ConcurrentDictionary's update_atomic()

Performs a thread-safe, in-place update to an existing value under a key.

d = ConcurrentDictionary({'x': 1 })
d.update_atomic("x", lambda v: v + 1) # d now contains 2 under the 'x' key.

ConcurrentQueue

For thread-safe queues, Python offers already a lot of alternatives, even too many, so I'm not going to add another. Please refer to the following.

In the queue module, there are the following thread-safe queue classes:

  • Queue
  • SimpleQueue
  • LifoQueue,
  • PriorityQueue

:warning: Note these queue collections are thread-safe, although it isn't explicitly clear from their type name, making it dangerously confusing for people mistakenly thinking that thread-safety applies also to e.g. the deque, which is absolutely not thread-safe.

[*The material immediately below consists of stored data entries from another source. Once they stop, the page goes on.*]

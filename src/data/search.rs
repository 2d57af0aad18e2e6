//! Stock lookup over the security master table

use polars::prelude::*;

/// How long a security master fetched for searching stays usable
pub const SEARCH_TTL_MINUTES: u64 = 1440;

/// Number of matches returned when no limit is given
pub const DEFAULT_SEARCH_LIMIT: usize = 20;

const MATCH_COLUMNS: [&str; 3] = ["ts_code", "name", "cnspell"];
const LISTED: &str = "L";

/// Filters a `stock_basic` table down to listed stocks matching `query`
///
/// # Arguments
/// * `stocks` - Security master rows, in provider order
/// * `query` - Substring looked up case-insensitively in `ts_code`, `name`
///   and `cnspell`; surrounding whitespace is ignored and an empty query
///   matches every row
/// * `limit` - Maximum number of rows returned
///
/// # Returns
/// The first `limit` matching rows with all of their columns. Rows whose
/// `list_status` is anything but `L` are skipped when that column exists.
/// Missing match columns are ignored.
pub fn search_listed(stocks: &DataFrame, query: &str, limit: usize) -> PolarsResult<DataFrame> {
    let query = query.trim().to_lowercase();
    let status = string_column(stocks, "list_status")?;
    let searched = MATCH_COLUMNS
        .iter()
        .map(|name| string_column(stocks, name))
        .collect::<PolarsResult<Vec<_>>>()?;
    let searched: Vec<&StringChunked> = searched.iter().flatten().collect();

    let mut matched = 0;
    let mut mask = Vec::with_capacity(stocks.height());
    for row in 0..stocks.height() {
        let listed = status.as_ref().map_or(true, |s| s.get(row) == Some(LISTED));
        let hit = matched < limit
            && listed
            && (query.is_empty()
                || searched
                    .iter()
                    .any(|column| column.get(row).is_some_and(|v| v.to_lowercase().contains(&query))));
        if hit {
            matched += 1;
        }
        mask.push(hit);
    }

    stocks.filter(&BooleanChunked::from_slice("mask".into(), &mask))
}

/// A column as strings, or `None` if the table doesn't have it
fn string_column(table: &DataFrame, name: &str) -> PolarsResult<Option<StringChunked>> {
    if !table.get_column_names().iter().any(|column| column.as_str() == name) {
        return Ok(None);
    }
    let column = table.column(name)?.cast(&DataType::String)?;
    Ok(Some(column.as_materialized_series().str()?.clone()))
}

Additionally, there are other queue classes in the multiprocessing module, which makes it even more confusing due to the redundancy with the above queue classes. This defines:

  • JoinableQueue
  • Queue (again)
  • SimpleQueue (again)

Equality and Identity Semantics

ConcurrentBag Equality

ConcurrentBag compares as a multiset - order doesn't matter, but element frequency does:

from concurrent_collections import ConcurrentBag

# These are equal (same elements, same frequencies)
bag1 = ConcurrentBag([1, 2, 2, 3])
bag2 = ConcurrentBag([2, 1, 3, 2])
assert bag1 == bag2  # True

# These are not equal (different frequencies)
bag3 = ConcurrentBag([1, 2, 3, 3])
assert bag1 != bag3  # True

ConcurrentQueue Equality

ConcurrentQueue compares elements in order, taking snapshots for consistency during concurrent operations:

from concurrent_collections import ConcurrentQueue

# These are equal (same elements, same order)
queue1 = ConcurrentQueue([1, 2, 3])
queue2 = ConcurrentQueue([1, 2, 3])
assert queue1 == queue2  # True

# These are not equal (different order)
queue3 = ConcurrentQueue([3, 2, 1])
assert queue1 != queue3  # True

ConcurrentDictionary Equality

ConcurrentDictionary compares key-value pairs, order doesn't matter:

from concurrent_collections import ConcurrentDictionary

# These are equal (same key-value pairs)
dict1 = ConcurrentDictionary({'a': 1, 'b': 2})
dict2 = ConcurrentDictionary({'b': 2, 'a': 1})
assert dict1 == dict2  # True

# These are not equal (different values)
dict3 = ConcurrentDictionary({'a': 1, 'b': 3})
assert dict1 != dict3  # True

Thread Safety Guarantees

All collections provide the following guarantees:

  1. Atomic Operations: All individual operations (append, remove, get, set) are atomic
  2. Consistent Snapshots: Iteration and equality comparisons take consistent snapshots
  3. No Race Conditions: Multiple threads can safely access and modify the collections
  4. Identity Consistency: Hash values and equality comparisons are consistent within a single operation

Note: While individual operations are thread-safe, compound operations (like checking length then conditionally modifying) should use the provided atomic methods or context managers to ensure consistency.